*DIRECTIONS*. From the entries below, copy out every line with "field" in it.

*PROVIDED INFORMATION*.
•••••

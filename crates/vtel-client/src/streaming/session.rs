//! Stream client and session implementation

use std::pin::Pin;
use std::sync::atomic::{AtomicU64, Ordering};
use std::sync::Arc;

use bytes::Bytes;
use futures::stream::{Stream, StreamExt};
use reqwest::header::ACCEPT;
use reqwest::Client;
use tokio::sync::{mpsc, watch};
use tokio::task::JoinHandle;
use tracing::{debug, info, warn};
use url::Url;

use super::parser::LineParser;
use super::types::{StreamError, StreamEvent, StreamResult, StreamState, STREAM_COLUMNS};
use crate::types::VehicleHandle;

/// Body of the streaming response
type ByteStream = Pin<Box<dyn Stream<Item = reqwest::Result<Bytes>> + Send>>;

/// Owns the streaming tokens of one vehicle and opens sessions with them
///
/// Each [`connect`](Self::connect) consumes one token. Reconnecting after a
/// session ends is up to the caller.
///
/// # Example
///
/// ```ignore
/// let mut stream = client.stream(&mut vehicle);
/// let mut session = stream.connect().await?;
///
/// while let Some(item) = session.next().await {
///     match item {
///         Ok(event) => println!("speed={:?}", event.speed),
///         Err(e) if e.is_terminal() => break,
///         Err(e) => eprintln!("{}", e),
///     }
/// }
/// ```
pub struct StreamClient {
    http: Client,
    streaming_url: Url,
    handle: VehicleHandle,
    channel_capacity: usize,
    state: Arc<watch::Sender<StreamState>>,
    /// Bumped on every connect; only the matching session may publish state
    generation: Arc<AtomicU64>,
}

impl StreamClient {
    pub(crate) fn new(
        http: Client,
        streaming_url: Url,
        handle: VehicleHandle,
        channel_capacity: usize,
    ) -> Self {
        let (state, _) = watch::channel(StreamState::Idle);
        Self {
            http,
            streaming_url,
            handle,
            channel_capacity: channel_capacity.max(1),
            state: Arc::new(state),
            generation: Arc::new(AtomicU64::new(0)),
        }
    }

    pub fn vehicle_id(&self) -> u64 {
        self.handle.vehicle_id()
    }

    /// Current lifecycle state
    pub fn state(&self) -> StreamState {
        *self.state.borrow()
    }

    /// Receiver notified on every state transition
    pub fn watch_state(&self) -> watch::Receiver<StreamState> {
        self.state.subscribe()
    }

    pub fn remaining_tokens(&self) -> usize {
        self.handle.remaining_tokens()
    }

    /// URL of the streaming endpoint for this vehicle
    pub fn stream_url(&self) -> StreamResult<Url> {
        let mut url = self.streaming_url.clone();
        url.path_segments_mut()
            .map_err(|_| StreamError::InvalidUrl(self.streaming_url.to_string()))?
            .pop_if_empty()
            .push(&self.handle.vehicle_id().to_string())
            .push("");
        url.query_pairs_mut()
            .append_pair("values", &STREAM_COLUMNS.join(","));
        Ok(url)
    }

    /// Open a session with the next unused token
    pub async fn connect(&mut self) -> StreamResult<StreamSession> {
        if self.state() == StreamState::Streaming {
            return Err(StreamError::SessionActive);
        }

        // Retire any earlier session before touching the state
        let generation = self.generation.fetch_add(1, Ordering::SeqCst) + 1;

        let Some(token) = self.handle.next_token() else {
            warn!(vehicle_id = self.vehicle_id(), "Streaming tokens exhausted");
            self.state.send_replace(StreamState::Exhausted);
            return Err(StreamError::TokensExhausted);
        };
        self.state.send_replace(StreamState::Connecting);

        match self.open(&token).await {
            Ok(body) => {
                self.state.send_replace(StreamState::Streaming);
                let publisher = StatePublisher {
                    state: self.state.clone(),
                    current: self.generation.clone(),
                    generation,
                };
                let session = StreamSession::spawn(body, self.channel_capacity, publisher);
                info!(
                    vehicle_id = self.vehicle_id(),
                    remaining_tokens = self.remaining_tokens(),
                    "Stream connected"
                );
                Ok(session)
            }
            Err(e) => {
                self.state.send_replace(StreamState::Disconnected);
                Err(e)
            }
        }
    }

    async fn open(&self, token: &str) -> StreamResult<ByteStream> {
        let url = self.stream_url()?;
        debug!("Connecting to telemetry stream: {}", url);

        let response = self
            .http
            .get(url)
            .basic_auth(self.handle.vehicle_id(), Some(token))
            .header(ACCEPT, "text/plain")
            .send()
            .await
            .map_err(StreamError::from_reqwest)?;

        if !response.status().is_success() {
            let status = response.status().as_u16();
            let message = response.text().await.unwrap_or_default();
            return Err(StreamError::Server { status, message });
        }

        Ok(Box::pin(response.bytes_stream()))
    }
}

impl std::fmt::Debug for StreamClient {
    fn fmt(&self, f: &mut std::fmt::Formatter<'_>) -> std::fmt::Result {
        f.debug_struct("StreamClient")
            .field("vehicle_id", &self.handle.vehicle_id())
            .field("remaining_tokens", &self.handle.remaining_tokens())
            .field("state", &self.state())
            .finish()
    }
}

/// State writer owned by one session
///
/// Writes are dropped once a newer `connect()` has started, so a stale
/// session cannot overwrite the state of its successor.
#[derive(Clone, Debug)]
struct StatePublisher {
    state: Arc<watch::Sender<StreamState>>,
    current: Arc<AtomicU64>,
    generation: u64,
}

impl StatePublisher {
    fn publish(&self, next: StreamState) {
        self.state.send_if_modified(|state| {
            if self.current.load(Ordering::SeqCst) != self.generation || *state == next {
                return false;
            }
            *state = next;
            true
        });
    }
}

/// An open telemetry stream
///
/// Decoded events and errors arrive on two independent channels. Malformed
/// lines produce [`StreamError::BadMessage`] and the session continues; the
/// end of the connection produces exactly one terminal error, after which
/// both channels close.
#[derive(Debug)]
pub struct StreamSession {
    events: mpsc::Receiver<StreamEvent>,
    errors: mpsc::Receiver<StreamError>,
    reader: JoinHandle<()>,
    state: StatePublisher,
}

impl StreamSession {
    fn spawn<S>(body: S, capacity: usize, state: StatePublisher) -> Self
    where
        S: Stream<Item = reqwest::Result<Bytes>> + Send + Unpin + 'static,
    {
        let (event_tx, events) = mpsc::channel(capacity);
        let (error_tx, errors) = mpsc::channel(capacity);
        let reader = tokio::spawn(read_body(body, event_tx, error_tx, state.clone()));

        Self {
            events,
            errors,
            reader,
            state,
        }
    }

    /// Channel of decoded events
    pub fn events(&mut self) -> &mut mpsc::Receiver<StreamEvent> {
        &mut self.events
    }

    /// Channel of recoverable and terminal errors
    pub fn errors(&mut self) -> &mut mpsc::Receiver<StreamError> {
        &mut self.errors
    }

    /// Both channels at once, for selecting over them
    pub fn channels(
        &mut self,
    ) -> (
        &mut mpsc::Receiver<StreamEvent>,
        &mut mpsc::Receiver<StreamError>,
    ) {
        (&mut self.events, &mut self.errors)
    }

    /// Wait for the next item on either channel
    ///
    /// Pending events are returned before errors, so no event is observed
    /// after the terminal error. Returns `None` once both channels are closed.
    pub async fn next(&mut self) -> Option<StreamResult<StreamEvent>> {
        tokio::select! {
            biased;
            Some(event) = self.events.recv() => Some(Ok(event)),
            Some(err) = self.errors.recv() => Some(Err(err)),
            else => None,
        }
    }

    /// Stop reading and drop the connection
    pub fn close(self) {}
}

impl Drop for StreamSession {
    fn drop(&mut self) {
        if !self.reader.is_finished() {
            self.reader.abort();
            self.state.publish(StreamState::Disconnected);
        }
    }
}

/// Background reader: one per session
async fn read_body<S>(
    mut body: S,
    event_tx: mpsc::Sender<StreamEvent>,
    error_tx: mpsc::Sender<StreamError>,
    state: StatePublisher,
) where
    S: Stream<Item = reqwest::Result<Bytes>> + Unpin,
{
    let mut parser = LineParser::new();

    let terminal = loop {
        match body.next().await {
            Some(Ok(bytes)) => {
                for item in parser.feed(bytes) {
                    if !deliver(item, &event_tx, &error_tx).await {
                        debug!("Stream session dropped by consumer");
                        state.publish(StreamState::Disconnected);
                        return;
                    }
                }
            }
            Some(Err(e)) if e.is_timeout() => break StreamError::Timeout,
            Some(Err(e)) => {
                // Remote close without a clean end of body
                debug!("Stream body error: {}", e);
                break StreamError::Closed;
            }
            None => {
                if let Some(item) = parser.finish() {
                    deliver(item, &event_tx, &error_tx).await;
                }
                break StreamError::Closed;
            }
        }
    };

    debug!("Stream ended: {}", terminal);
    let _ = error_tx.send(terminal).await;
    state.publish(StreamState::Disconnected);
}

/// Route one parsed line to its channel; false once the consumer is gone
async fn deliver(
    item: StreamResult<StreamEvent>,
    event_tx: &mpsc::Sender<StreamEvent>,
    error_tx: &mpsc::Sender<StreamError>,
) -> bool {
    match item {
        Ok(event) => event_tx.send(event).await.is_ok(),
        Err(err) => {
            warn!("{}", err);
            error_tx.send(err).await.is_ok()
        }
    }
}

•••••

*TASK RESPONSE*.
            .field("vehicle_id", &self.handle.vehicle_id())
            .field("remaining_tokens", &self.handle.remaining_tokens())
            .field("state", &self.state())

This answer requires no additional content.